> Extracted records
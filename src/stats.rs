//! Dispatch counters.
//!
//! Fallthrough is silent by contract, so these counters are the only way to
//! see how often hardware adapters are skipped or misbehave.

use std::sync::atomic::{AtomicU64, Ordering};

/// Live counters, updated by the dispatchers.
#[derive(Debug, Default)]
pub struct DispatchStats {
    hw_decode_attempts: AtomicU64,
    hw_decode_fallthroughs: AtomicU64,
    hw_decode_bad_channels: AtomicU64,
    hw_encode_attempts: AtomicU64,
    hw_encode_fallthroughs: AtomicU64,
    encoder_inits: AtomicU64,
    encoder_cache_hits: AtomicU64,
    sw_decodes: AtomicU64,
    sw_encodes: AtomicU64,
}

/// Point-in-time copy of [`DispatchStats`].
#[derive(Clone, Copy, Debug, Default, PartialEq, Eq)]
pub struct DispatchCounters {
    /// Hardware decode adapters whose predicate accepted the input.
    pub hw_decode_attempts: u64,
    /// Hardware decode attempts that failed at some lifecycle step.
    pub hw_decode_fallthroughs: u64,
    /// Hardware decodes that reported a channel count other than 1 or 3.
    pub hw_decode_bad_channels: u64,
    /// Hardware encode adapters whose predicate accepted the input.
    pub hw_encode_attempts: u64,
    /// Hardware encode attempts that failed.
    pub hw_encode_fallthroughs: u64,
    /// Encoder sessions created.
    pub encoder_inits: u64,
    /// Encodes served by a cached session.
    pub encoder_cache_hits: u64,
    /// Decodes that reached the software codec.
    pub sw_decodes: u64,
    /// Encodes that reached the software codec.
    pub sw_encodes: u64,
}

impl DispatchStats {
    pub fn new() -> Self {
        Self::default()
    }

    pub fn snapshot(&self) -> DispatchCounters {
        let get = |c: &AtomicU64| c.load(Ordering::Relaxed);
        DispatchCounters {
            hw_decode_attempts: get(&self.hw_decode_attempts),
            hw_decode_fallthroughs: get(&self.hw_decode_fallthroughs),
            hw_decode_bad_channels: get(&self.hw_decode_bad_channels),
            hw_encode_attempts: get(&self.hw_encode_attempts),
            hw_encode_fallthroughs: get(&self.hw_encode_fallthroughs),
            encoder_inits: get(&self.encoder_inits),
            encoder_cache_hits: get(&self.encoder_cache_hits),
            sw_decodes: get(&self.sw_decodes),
            sw_encodes: get(&self.sw_encodes),
        }
    }

    /// Zero every counter.
    pub fn reset(&self) {
        for c in [
            &self.hw_decode_attempts,
            &self.hw_decode_fallthroughs,
            &self.hw_decode_bad_channels,
            &self.hw_encode_attempts,
            &self.hw_encode_fallthroughs,
            &self.encoder_inits,
            &self.encoder_cache_hits,
            &self.sw_decodes,
            &self.sw_encodes,
        ] {
            c.store(0, Ordering::Relaxed);
        }
    }

    fn bump(counter: &AtomicU64) {
        counter.fetch_add(1, Ordering::Relaxed);
    }

    pub(crate) fn hw_decode_attempt(&self) {
        Self::bump(&self.hw_decode_attempts);
    }

    pub(crate) fn hw_decode_fallthrough(&self) {
        Self::bump(&self.hw_decode_fallthroughs);
    }

    pub(crate) fn hw_decode_bad_channels(&self) {
        Self::bump(&self.hw_decode_bad_channels);
    }

    pub(crate) fn hw_encode_attempt(&self) {
        Self::bump(&self.hw_encode_attempts);
    }

    pub(crate) fn hw_encode_fallthrough(&self) {
        Self::bump(&self.hw_encode_fallthroughs);
    }

    pub(crate) fn encoder_init(&self) {
        Self::bump(&self.encoder_inits);
    }

    pub(crate) fn encoder_cache_hit(&self) {
        Self::bump(&self.encoder_cache_hits);
    }

    pub(crate) fn sw_decode(&self) {
        Self::bump(&self.sw_decodes);
    }

    pub(crate) fn sw_encode(&self) {
        Self::bump(&self.sw_encodes);
    }
}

> Problem description
An exact copy of every record above is what's needed here.

> Final answer
filename src/stats.rs
//! Dispatch counters.
//!
//! Fallthrough is silent by contract, so these counters are the only way to
//! see how often hardware adapters are skipped or misbehave.

use std::sync::atomic::{AtomicU64, Ordering};

/// Live counters, updated by the dispatchers.
#[derive(Debug, Default)]
pub struct DispatchStats {
    hw_decode_attempts: AtomicU64,
    hw_decode_fallthroughs: AtomicU64,
    hw_decode_bad_channels: AtomicU64,
    hw_encode_attempts: AtomicU64,
    hw_encode_fallthroughs: AtomicU64,
    encoder_inits: AtomicU64,
    encoder_cache_hits: AtomicU64,
    sw_decodes: AtomicU64,
    sw_encodes: AtomicU64,
}

/// Point-in-time copy of [`DispatchStats`].
#[derive(Clone, Copy, Debug, Default, PartialEq, Eq)]
pub struct DispatchCounters {
    /// Hardware decode adapters whose predicate accepted the input.
    pub hw_decode_attempts: u64,
    /// Hardware decode attempts that failed at some lifecycle step.
    pub hw_decode_fallthroughs: u64,
    /// Hardware decodes that reported a channel count other than 1 or 3.
    pub hw_decode_bad_channels: u64,
    /// Hardware encode adapters whose predicate accepted the input.
    pub hw_encode_attempts: u64,
    /// Hardware encode attempts that failed.
    pub hw_encode_fallthroughs: u64,
    /// Encoder sessions created.
    pub encoder_inits: u64,
    /// Encodes served by a cached session.
    pub encoder_cache_hits: u64,
    /// Decodes that reached the software codec.
    pub sw_decodes: u64,
    /// Encodes that reached the software codec.
    pub sw_encodes: u64,
}

impl DispatchStats {
    pub fn new() -> Self {
        Self::default()
    }

    pub fn snapshot(&self) -> DispatchCounters {
        let get = |c: &AtomicU64| c.load(Ordering::Relaxed);
        DispatchCounters {
            hw_decode_attempts: get(&self.hw_decode_attempts),
            hw_decode_fallthroughs: get(&self.hw_decode_fallthroughs),
            hw_decode_bad_channels: get(&self.hw_decode_bad_channels),
            hw_encode_attempts: get(&self.hw_encode_attempts),
            hw_encode_fallthroughs: get(&self.hw_encode_fallthroughs),
            encoder_inits: get(&self.encoder_inits),
            encoder_cache_hits: get(&self.encoder_cache_hits),
            sw_decodes: get(&self.sw_decodes),
            sw_encodes: get(&self.sw_encodes),
        }
    }

    /// Zero every counter.
    pub fn reset(&self) {
        for c in [
            &self.hw_decode_attempts,
            &self.hw_decode_fallthroughs,
            &self.hw_decode_bad_channels,
            &self.hw_encode_attempts,
            &self.hw_encode_fallthroughs,
            &self.encoder_inits,
            &self.encoder_cache_hits,
            &self.sw_decodes,
            &self.sw_encodes,
        ] {
            c.store(0, Ordering::Relaxed);
        }
    }

    fn bump(counter: &AtomicU64) {
        counter.fetch_add(1, Ordering::Relaxed);
    }

    pub(crate) fn hw_decode_attempt(&self) {
        Self::bump(&self.hw_decode_attempts);
    }

    pub(crate) fn hw_decode_fallthrough(&self) {
        Self::bump(&self.hw_decode_fallthroughs);
    }

    pub(crate) fn hw_decode_bad_channels(&self) {
        Self::bump(&self.hw_decode_bad_channels);
    }

    pub(crate) fn hw_encode_attempt(&self) {
        Self::bump(&self.hw_encode_attempts);
    }

    pub(crate) fn hw_encode_fallthrough(&self) {
        Self::bump(&self.hw_encode_fallthroughs);
    }

    pub(crate) fn encoder_init(&self) {
        Self::bump(&self.encoder_inits);
    }

    pub(crate) fn encoder_cache_hit(&self) {
        Self::bump(&self.encoder_cache_hits);
    }

    pub(crate) fn sw_decode(&self) {
        Self::bump(&self.sw_decodes);
    }

    pub(crate) fn sw_encode(&self) {
        Self::bump(&self.sw_encodes);
    }
}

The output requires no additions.